Multicomponent analysis of heme protein spectra in biological materials.

Absorption spectra of heme proteins in a tissue homogenate contain information about the oxidation status of the biological sample. Deconvolution of absorption spectra can be used to quantitate the amount of individual heme proteins present in the mixture. The heme spectral analysis program (HSAP), a computer spreadsheet program, was used to quantitatively calculate values for heme proteins measured spectrally (390 to 450 and 500 to 640 nm) in tissue homogenates undergoing oxidation. The amount of oxidized heme proteins obtained by HSAP can be compared to other measurements of tissue oxidation.
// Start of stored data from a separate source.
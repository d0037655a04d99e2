/// Application state and router builder
///
/// # Example
///
/// ```no_run
/// use academy_api::{app::AppState, config::Config};
/// use sqlx::PgPool;
///
/// # async fn example() -> anyhow::Result<()> {
/// let config = Config::from_env()?;
/// let pool = PgPool::connect(&config.database.url).await?;
/// let state = AppState::new(pool, config);
/// let app = academy_api::app::build_router(state);
/// # Ok(())
/// # }
/// ```

use crate::{
    config::Config,
    error::{ApiError, ApiResult},
    middleware::security::SecurityHeadersLayer,
    uploads::UploadStore,
};
use academy_shared::auth::{
    authorization::Principal,
    federated::IdentityVerifier,
    middleware::{authenticate, AuthContext},
};
use academy_shared::models::account::Account;
use academy_shared::store::{AccountStore, PgAccountStore};
use axum::{
    extract::{DefaultBodyLimit, Request, State},
    http::{header, HeaderValue, Method},
    middleware::Next,
    response::Response,
    routing::{delete, get, post, put},
    Router,
};
use sqlx::PgPool;
use std::sync::Arc;
use tower_http::{
    cors::CorsLayer,
    services::ServeDir,
    trace::{DefaultMakeSpan, DefaultOnResponse, TraceLayer},
};
use tracing::Level;

/// Largest accepted request body (photo uploads)
const MAX_BODY_BYTES: usize = 10 * 1024 * 1024;

/// Shared application state
///
/// Cloned for each request handler via Axum's `State` extractor.
#[derive(Clone)]
pub struct AppState {
    /// Database connection pool
    pub db: PgPool,

    /// Application configuration
    pub config: Arc<Config>,

    /// Credential store used by the auth flows
    pub accounts: Arc<dyn AccountStore>,

    /// Federated login verifier; `None` when not configured
    pub identity: Option<Arc<dyn IdentityVerifier>>,

    pub uploads: UploadStore,
}

impl AppState {
    /// State backed by PostgreSQL, without federated login
    pub fn new(db: PgPool, config: Config) -> Self {
        let uploads = UploadStore::new(&config.upload.dir, &config.upload.public_base_url);

        Self {
            accounts: Arc::new(PgAccountStore::new(db.clone())),
            db,
            config: Arc::new(config),
            identity: None,
            uploads,
        }
    }

    pub fn with_account_store(mut self, accounts: Arc<dyn AccountStore>) -> Self {
        self.accounts = accounts;
        self
    }

    pub fn with_identity_verifier(mut self, identity: Arc<dyn IdentityVerifier>) -> Self {
        self.identity = Some(identity);
        self
    }

    /// Gets JWT secret for token operations
    pub fn jwt_secret(&self) -> &str {
        &self.config.jwt.secret
    }

    /// Loads the caller's account
    ///
    /// A valid token for an account that no longer exists is a 401.
    pub async fn current_account(&self, auth: &AuthContext) -> ApiResult<Account> {
        self.accounts
            .find_by_id(auth.user_id)
            .await?
            .ok_or_else(|| ApiError::Unauthorized("Account no longer exists".to_string()))
    }

    /// Loads the caller as a permission-check principal
    pub async fn principal(&self, auth: &AuthContext) -> ApiResult<Principal> {
        let account = self.current_account(auth).await?;
        Ok(Principal::from(&account))
    }
}

/// Builds the complete Axum router with all routes and middleware
///
/// # Architecture
///
/// ```text
/// /
/// ├── /health                         # Health check (public)
/// ├── /uploads/*                      # Uploaded files (public)
/// └── /api/
///     ├── register, login, refresh,   # public
///     │   login/federated
///     ├── GET vendor, POST vendor/create   # public
///     └── everything else             # Bearer access token
/// ```
///
/// # Middleware Stack
///
/// 1. Logging (tower-http TraceLayer)
/// 2. CORS (tower-http CorsLayer)
/// 3. Security headers
/// 4. Authentication (protected routes only)
pub fn build_router(state: AppState) -> Router {
    use crate::routes;

    let health_routes = Router::new().route("/health", get(routes::health::health_check));

    let public_routes = Router::new()
        .route("/register", post(routes::auth::register))
        .route("/login", post(routes::auth::login))
        .route("/refresh", post(routes::auth::refresh))
        .route("/login/federated", post(routes::auth::federated_login))
        .route("/vendor", get(routes::vendors::list_vendors))
        .route("/vendor/create", post(routes::vendors::create_vendor));

    let protected_routes = Router::new()
        // Users
        .route("/user/profile", get(routes::users::profile))
        .route("/user/foto", put(routes::users::update_photo))
        .route("/user/update", put(routes::users::update_user))
        .route("/users", get(routes::users::list_users))
        .route("/users/vendor", get(routes::users::list_vendor_users))
        .route("/users/search", get(routes::users::search_users))
        // Vendors
        .route("/vendor/foto", put(routes::vendors::update_photo))
        .route("/vendor/bank", put(routes::vendors::update_bank))
        .route("/vendor/:id", delete(routes::vendors::delete_vendor))
        // Events and attendance
        .route("/event/create", post(routes::events::create_event))
        .route("/event/:id", put(routes::events::update_event))
        .route("/events/finish", put(routes::events::finish_event))
        .route("/events", get(routes::events::list_events))
        .route("/event-log/create", post(routes::events::create_event_log))
        .route("/event-log/status", put(routes::events::update_event_log_status))
        .route("/event-logs", get(routes::events::list_event_logs))
        .route("/event-logs/user", get(routes::events::list_own_event_logs))
        // Trainings and matches
        .route("/training/create", post(routes::trainings::create_training))
        .route("/trainings", get(routes::trainings::list_trainings))
        .route("/trainings/vendor", get(routes::trainings::list_vendor_trainings))
        .route("/match/create", post(routes::matches::create_match))
        .route("/matches", get(routes::matches::list_matches))
        .route("/matches/vendor", get(routes::matches::list_vendor_matches))
        // Challenges
        .route("/challenge/create", post(routes::challenges::create_challenge))
        .route("/challenges", get(routes::challenges::list_challenges))
        .route("/challenges/vendor", get(routes::challenges::list_vendor_challenges))
        .route("/challenge-log/create", post(routes::challenges::create_challenge_log))
        .route("/challenge-logs", get(routes::challenges::list_challenge_logs))
        // Payments
        .route("/payment/create", post(routes::payments::create_payment))
        .route("/payment/bulk", post(routes::payments::create_bulk_payment))
        .route("/payment/status", put(routes::payments::update_payment_status))
        .route("/payment/proof", put(routes::payments::upload_payment_proof))
        .route("/payments", get(routes::payments::list_payments))
        .route("/payments/user", get(routes::payments::list_own_payments))
        .route("/payments/vendor", get(routes::payments::list_vendor_payments))
        .route_layer(axum::middleware::from_fn_with_state(
            state.clone(),
            jwt_auth_layer,
        ));

    let api_routes = Router::new().merge(public_routes).merge(protected_routes);

    // Configure CORS based on environment
    let cors = if state.config.api.cors_origins.iter().any(|o| o == "*") {
        CorsLayer::permissive()
    } else {
        let origins: Vec<HeaderValue> = state
            .config
            .api
            .cors_origins
            .iter()
            .filter_map(|origin| origin.parse().ok())
            .collect();

        CorsLayer::new()
            .allow_origin(origins)
            .allow_methods([
                Method::GET,
                Method::POST,
                Method::PUT,
                Method::DELETE,
                Method::OPTIONS,
            ])
            .allow_headers([header::AUTHORIZATION, header::CONTENT_TYPE])
            .allow_credentials(true)
            .max_age(std::time::Duration::from_secs(3600))
    };

    Router::new()
        .merge(health_routes)
        .nest("/api", api_routes)
        .nest_service("/uploads", ServeDir::new(state.uploads.root()))
        .layer(DefaultBodyLimit::max(MAX_BODY_BYTES))
        .layer(
            TraceLayer::new_for_http()
                .make_span_with(DefaultMakeSpan::new().level(Level::INFO))
                .on_response(DefaultOnResponse::new().level(Level::INFO)),
        )
        .layer(cors)
        .layer(SecurityHeadersLayer::new(state.config.api.production))
        .with_state(state)
}

/// Bearer token gate
///
/// Validates the access token and injects [`AuthContext`] into the request
/// extensions. Every failure is a 401.
async fn jwt_auth_layer(
    State(state): State<AppState>,
    mut req: Request,
    next: Next,
) -> Result<Response, ApiError> {
    let auth_context = authenticate(req.headers(), state.jwt_secret()).map_err(|e| {
        tracing::debug!(error = %e, path = %req.uri().path(), "Rejected request at auth gate");
        ApiError::from(e)
    })?;

    req.extensions_mut().insert(auth_context);

    Ok(next.run(req).await)
}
Precise quantitation of the amount of heme proteins present in a homogenate sample provided accurate assessment of the oxidized heme proteins calculated by HSAP. This quantitation was achieved through modification of existing pyridine hemochrome methods. Input into HSAP of the total heme protein content via the pyridine hemochrome value generated reproducible values for oxidized heme proteins. The program has broad potential as a multicomponent analysis tool. Modification of HSAP led to the development of a difference spectra analysis program (DSAP) which was used to quantitate the type and amount of heme proteins observed in mitochondrial difference spectra. In the present application, HSAP and DSAP provide methods for interpreting complex spectral information of multicomponent biological samples that undergo oxidation.